The Fast Polynomial Transformation implements the approach described in B. K. Alpert und V. Rokhlin, „A Fast Algorithm for the Evaluation of Legendre Expansions“, SIAM Journal on Scientific and Statistical Computing, Vol. 12, Nr. 1, pp. 158–179, Jan. 1991, doi: 10.1137/0912009.

It utilizes the Fast Fourier Transformation by first converting the Legendre modes into Chebyshev modes. The conversion between Legendre and Chebyshev modes is done approximately by approximating increasingly larger blocks away from the diagonal. This method is only available if the executable is linked against the FFTW.

As with the other projection methods, a factor can be specified to use more points in the nodal representation and achieve some de-aliasing. Because the FFT works especially well for powers of two, it is possible to choose the oversampling such, that the oversampled modes have count of the next larger power of 2. To achieve this, the option adapt_factor_pow2 has to be set to true, by default it is assumed to be false. Further it is possible to make use of lobattoPoints with this transformation method. If lobattoPoints = true, the points on the interval boundary will be included in the set of points in the nodal representation. This is for example necessary when positivity is to be preserved for the numerical fluxes. By default this setting is false.

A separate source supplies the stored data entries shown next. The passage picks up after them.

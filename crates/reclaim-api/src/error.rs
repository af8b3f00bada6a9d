use axum::Json;
use axum::http::StatusCode;
use axum::response::{IntoResponse, Response};
use serde_json::json;

/// Component-level failure taxonomy. Every handler error funnels through
/// here and renders as the uniform `{ "success": false, "message": ... }`
/// envelope; the HTTP status carries the error class.
#[derive(Debug, thiserror::Error)]
pub enum ApiError {
    #[error("{0}")]
    Validation(String),

    #[error("Unauthorized")]
    Unauthorized,

    #[error("{0} not found")]
    NotFound(&'static str),

    /// A dependent record points at an entity that no longer exists, e.g. a
    /// claim whose item was deleted after the claim was filed.
    #[error("{0}")]
    Integrity(String),

    #[error(transparent)]
    Internal(#[from] anyhow::Error),
}

impl ApiError {
    pub fn validation(msg: impl Into<String>) -> Self {
        Self::Validation(msg.into())
    }

    pub fn integrity(msg: impl Into<String>) -> Self {
        Self::Integrity(msg.into())
    }
}

impl IntoResponse for ApiError {
    fn into_response(self) -> Response {
        let (status, message) = match &self {
            ApiError::Validation(msg) => (StatusCode::BAD_REQUEST, msg.clone()),
            ApiError::Unauthorized => (StatusCode::UNAUTHORIZED, "Unauthorized".to_string()),
            ApiError::NotFound(what) => (StatusCode::NOT_FOUND, format!("{} not found", what)),
            ApiError::Integrity(msg) => (StatusCode::BAD_REQUEST, msg.clone()),
            ApiError::Internal(e) => {
                tracing::error!("Internal error: {:#}", e);
                (
                    StatusCode::INTERNAL_SERVER_ERROR,
                    "Internal server error".to_string(),
                )
            }
        };

        (status, Json(json!({ "success": false, "message": message }))).into_response()
    }
}

pub type ApiResult<T> = Result<T, ApiError>;

#[cfg(test)]
mod tests {
    use super::*;

    fn response_status(err: ApiError) -> StatusCode {
        err.into_response().status()
    }

    #[test]
    fn validation_returns_400() {
        assert_eq!(
            response_status(ApiError::validation("missing title")),
            StatusCode::BAD_REQUEST
        );
    }

    #[test]
    fn unauthorized_returns_401() {
        assert_eq!(
            response_status(ApiError::Unauthorized),
            StatusCode::UNAUTHORIZED
        );
    }

    #[test]
    fn not_found_returns_404() {
        assert_eq!(
            response_status(ApiError::NotFound("Item")),
            StatusCode::NOT_FOUND
        );
    }

    #[test]
    fn integrity_is_a_client_error_not_a_crash() {
        assert_eq!(
            response_status(ApiError::integrity("Associated item no longer exists")),
            StatusCode::BAD_REQUEST
        );
    }

    #[test]
    fn internal_returns_500() {
        assert_eq!(
            response_status(ApiError::Internal(anyhow::anyhow!("boom"))),
            StatusCode::INTERNAL_SERVER_ERROR
        );
    }
}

All other options tune the transformation algorithm:

• blocksize defines the minimal block size that is to be approximated in the transformation matrix. It defaults to 64, which is the recommendation for double precision computations, but requires high polynomial degrees to attain any approximation at all. The (oversampled) number of nodes needs to be larger than two times the blocksize, to have at least one approximated block. As long as the number modes is below this threshold the method is not "fast" and a computational complexity of number of modes squared is required for the operation. Smaller values push the approximation closer to the diagonal. This can speed up the computation for smaller number of modes but also detoriates the accuracy of the transformation.
• approx_terms number of terms to use in the approximation of blocks, defaults to 18, which is recommended for double precision computations. In each block only approx_terms will be used to represent rows in the block. Smaller values make the transformation faster, but less accurate (if blocks are actually approximated).
• implementation selects the implementation for the transformation. There are two variants of the implementation: 'scalar' this is the default and treats the transformations with an outer loop over the independent operations. The 'vector' implementation on the other hand gathers multiple independent operations together and performs them all at once with an inner loop over blocks length striplen. While the 'vector' variant may exploit vector instructions, it utilizes a larger amount of temporary memory. The default setting for this option is 'scalar'.
• striplen determines the length for vectorized loops to be used in the matrix operation. It defaults to the vlen setting defined in tem_compileconf_module during compilation. Depending on the computing architecture, different values may provide more efficient computations.
• subblockingWidth defines striding in the multiplication of the diagonal elements in the transformation matrix. The default for this setting is 8.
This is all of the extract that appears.